AIM OF THE TASK:
Could you write out every entry exactly as it stands?

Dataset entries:
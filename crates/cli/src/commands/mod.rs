// SPDX-License-Identifier: MIT
// Copyright (c) 2026 Alfred Jean LLC

pub mod config;
pub mod pending;
pub mod probe;
pub mod record;
pub mod run;
pub mod sync;

use crate::error::{Error, Result};

/// Runtime for commands that talk to the network.
pub(crate) fn runtime() -> Result<tokio::runtime::Runtime> {
    tokio::runtime::Runtime::new()
        .map_err(|e| Error::Io(std::io::Error::other(format!("tokio: {}", e))))
}
// SPDX-License-Identifier: MIT
// Copyright (c) 2026 Alfred Jean LLC

//! The read-only online status projection handed to consumers.

use serde::{Deserialize, Serialize};

use crate::presence::PresenceRoster;

/// Snapshot of `{is_online, online_users}` for one session.
#[derive(Debug, Clone, PartialEq, Eq, Serialize, Deserialize)]
pub struct OnlineStatus {
    /// Latest connectivity verdict (connected AND internet reachable).
    pub is_online: bool,
    /// Latest presence roster, replaced wholesale on each update.
    pub online_users: PresenceRoster,
}

impl Default for OnlineStatus {
    /// Optimistically online with nobody present.
    fn default() -> Self {
        OnlineStatus {
            is_online: true,
            online_users: PresenceRoster::new(),
        }
    }
}
// SPDX-License-Identifier: MIT
// Copyright (c) 2026 Alfred Jean LLC

//! WebSocket protocol messages for client-server communication.
//!
//! One connection carries two independent conversations:
//! - Presence: the client joins under its user id and the server pushes the
//!   full roster whenever it changes
//! - Sync: the client pushes queued changes and pulls remote changes since
//!   its last cursor

use serde::{Deserialize, Serialize};

use crate::change::Change;

/// Messages sent from client to server.
#[derive(Debug, Clone, Serialize, Deserialize, PartialEq)]
#[serde(tag = "type", rename_all = "snake_case")]
pub enum ClientMessage {
    /// Announce presence under the given user id.
    ///
    /// The server answers with a roster and keeps pushing rosters.
    Join { user_id: String },

    /// Withdraw presence before closing the connection.
    Leave,

    /// Push local changes.
    ///
    /// The server answers with `PushAck` listing the ids it stored.
    Push { changes: Vec<Change> },

    /// Request remote changes after the given cursor.
    Pull {
        /// Server cursor from the last `PullResponse` (0 = from the start).
        since: u64,
    },

    /// Ping message for keepalive.
    Ping {
        /// Client-chosen ID echoed in Pong.
        id: u64,
    },
}

/// Messages sent from server to client.
#[derive(Debug, Clone, Serialize, Deserialize, PartialEq)]
#[serde(tag = "type", rename_all = "snake_case")]
pub enum ServerMessage {
    /// Full set of user ids currently present.
    Roster { users: Vec<String> },

    /// Response to a Push request.
    PushAck {
        /// Ids of the changes the server accepted (including duplicates).
        accepted: Vec<String>,
    },

    /// Response to a Pull request.
    PullResponse {
        /// Changes after the requested cursor, in server order.
        changes: Vec<Change>,
        /// Cursor to send with the next Pull.
        cursor: u64,
    },

    /// Pong response to client Ping.
    Pong {
        /// Echoed from the Ping message.
        id: u64,
    },

    /// Error message.
    Error {
        /// Human-readable error description.
        message: String,
    },
}

impl ClientMessage {
    /// Creates a Join message.
    pub fn join(user_id: impl Into<String>) -> Self {
        ClientMessage::Join {
            user_id: user_id.into(),
        }
    }

    /// Creates a Leave message.
    pub fn leave() -> Self {
        ClientMessage::Leave
    }

    /// Creates a Push message.
    pub fn push(changes: Vec<Change>) -> Self {
        ClientMessage::Push { changes }
    }

    /// Creates a Pull message.
    pub fn pull(since: u64) -> Self {
        ClientMessage::Pull { since }
    }

    /// Creates a Ping message.
    pub fn ping(id: u64) -> Self {
        ClientMessage::Ping { id }
    }

    /// Serializes the message to JSON.
    pub fn to_json(&self) -> Result<String, serde_json::Error> {
        serde_json::to_string(self)
    }

    /// Deserializes the message from JSON.
    pub fn from_json(s: &str) -> Result<Self, serde_json::Error> {
        serde_json::from_str(s)
    }
}

impl ServerMessage {
    /// Creates a Roster message.
    pub fn roster<S: Into<String>>(users: impl IntoIterator<Item = S>) -> Self {
        ServerMessage::Roster {
            users: users.into_iter().map(Into::into).collect(),
        }
    }

    /// Creates a PushAck message.
    pub fn push_ack(accepted: Vec<String>) -> Self {
        ServerMessage::PushAck { accepted }
    }

    /// Creates a PullResponse message.
    pub fn pull_response(changes: Vec<Change>, cursor: u64) -> Self {
        ServerMessage::PullResponse { changes, cursor }
    }

    /// Creates a Pong message.
    pub fn pong(id: u64) -> Self {
        ServerMessage::Pong { id }
    }

    /// Creates an Error message.
    pub fn error(message: impl Into<String>) -> Self {
        ServerMessage::Error {
            message: message.into(),
        }
    }

    /// Serializes the message to JSON.
    pub fn to_json(&self) -> Result<String, serde_json::Error> {
        serde_json::to_string(self)
    }

    /// Deserializes the message from JSON.
    pub fn from_json(s: &str) -> Result<Self, serde_json::Error> {
        serde_json::from_str(s)
    }
}

#[cfg(test)]
#[path = "protocol_tests.rs"]
mod tests;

RESULT BELOW:
filename crates/cli/src/commands/mod.rs
// SPDX-License-Identifier: MIT
// Copyright (c) 2026 Alfred Jean LLC

pub mod config;
pub mod pending;
pub mod probe;
pub mod record;
pub mod run;
pub mod sync;

use crate::error::{Error, Result};

/// Runtime for commands that talk to the network.
pub(crate) fn runtime() -> Result<tokio::runtime::Runtime> {
    tokio::runtime::Runtime::new()
        .map_err(|e| Error::Io(std::io::Error::other(format!("tokio: {}", e))))
}
// SPDX-License-Identifier: MIT
// Copyright (c) 2026 Alfred Jean LLC

//! The read-only online status projection handed to consumers.

use serde::{Deserialize, Serialize};

use crate::presence::PresenceRoster;

/// Snapshot of `{is_online, online_users}` for one session.
#[derive(Debug, Clone, PartialEq, Eq, Serialize, Deserialize)]
pub struct OnlineStatus {
    /// Latest connectivity verdict (connected AND internet reachable).
    pub is_online: bool,
    /// Latest presence roster, replaced wholesale on each update.
    pub online_users: PresenceRoster,
}

impl Default for OnlineStatus {
    /// Optimistically online with nobody present.
    fn default() -> Self {
        OnlineStatus {
            is_online: true,
            online_users: PresenceRoster::new(),
        }
    }
}
// SPDX-License-Identifier: MIT
// Copyright (c) 2026 Alfred Jean LLC

//! WebSocket protocol messages for client-server communication.
//!
//! One connection carries two independent conversations:
//! - Presence: the client joins under its user id and the server pushes the
//!   full roster whenever it changes
//! - Sync: the client pushes queued changes and pulls remote changes since
//!   its last cursor

use serde::{Deserialize, Serialize};

use crate::change::Change;

/// Messages sent from client to server.
#[derive(Debug, Clone, Serialize, Deserialize, PartialEq)]
#[serde(tag = "type", rename_all = "snake_case")]
pub enum ClientMessage {
    /// Announce presence under the given user id.
    ///
    /// The server answers with a roster and keeps pushing rosters.
    Join { user_id: String },

    /// Withdraw presence before closing the connection.
    Leave,

    /// Push local changes.
    ///
    /// The server answers with `PushAck` listing the ids it stored.
    Push { changes: Vec<Change> },

    /// Request remote changes after the given cursor.
    Pull {
        /// Server cursor from the last `PullResponse` (0 = from the start).
        since: u64,
    },

    /// Ping message for keepalive.
    Ping {
        /// Client-chosen ID echoed in Pong.
        id: u64,
    },
}

/// Messages sent from server to client.
#[derive(Debug, Clone, Serialize, Deserialize, PartialEq)]
#[serde(tag = "type", rename_all = "snake_case")]
pub enum ServerMessage {
    /// Full set of user ids currently present.
    Roster { users: Vec<String> },

    /// Response to a Push request.
    PushAck {
        /// Ids of the changes the server accepted (including duplicates).
        accepted: Vec<String>,
    },

    /// Response to a Pull request.
    PullResponse {
        /// Changes after the requested cursor, in server order.
        changes: Vec<Change>,
        /// Cursor to send with the next Pull.
        cursor: u64,
    },

    /// Pong response to client Ping.
    Pong {
        /// Echoed from the Ping message.
        id: u64,
    },

    /// Error message.
    Error {
        /// Human-readable error description.
        message: String,
    },
}

impl ClientMessage {
    /// Creates a Join message.
    pub fn join(user_id: impl Into<String>) -> Self {
        ClientMessage::Join {
            user_id: user_id.into(),
        }
    }

    /// Creates a Leave message.
    pub fn leave() -> Self {
        ClientMessage::Leave
    }

    /// Creates a Push message.
    pub fn push(changes: Vec<Change>) -> Self {
        ClientMessage::Push { changes }
    }

    /// Creates a Pull message.
    pub fn pull(since: u64) -> Self {
        ClientMessage::Pull { since }
    }

    /// Creates a Ping message.
    pub fn ping(id: u64) -> Self {
        ClientMessage::Ping { id }
    }

    /// Serializes the message to JSON.
    pub fn to_json(&self) -> Result<String, serde_json::Error> {
        serde_json::to_string(self)
    }

    /// Deserializes the message from JSON.
    pub fn from_json(s: &str) -> Result<Self, serde_json::Error> {
        serde_json::from_str(s)
    }
}

impl ServerMessage {
    /// Creates a Roster message.
    pub fn roster<S: Into<String>>(users: impl IntoIterator<Item = S>) -> Self {
        ServerMessage::Roster {
            users: users.into_iter().map(Into::into).collect(),
        }
    }

    /// Creates a PushAck message.
    pub fn push_ack(accepted: Vec<String>) -> Self {
        ServerMessage::PushAck { accepted }
    }

    /// Creates a PullResponse message.
    pub fn pull_response(changes: Vec<Change>, cursor: u64) -> Self {
        ServerMessage::PullResponse { changes, cursor }
    }

    /// Creates a Pong message.
    pub fn pong(id: u64) -> Self {
        ServerMessage::Pong { id }
    }

    /// Creates an Error message.
    pub fn error(message: impl Into<String>) -> Self {
        ServerMessage::Error {
            message: message.into(),
        }
    }

    /// Serializes the message to JSON.
    pub fn to_json(&self) -> Result<String, serde_json::Error> {
        serde_json::to_string(self)
    }

    /// Deserializes the message from JSON.
    pub fn from_json(s: &str) -> Result<Self, serde_json::Error> {
        serde_json::from_str(s)
    }
}

#[cfg(test)]
#[path = "protocol_tests.rs"]
mod tests;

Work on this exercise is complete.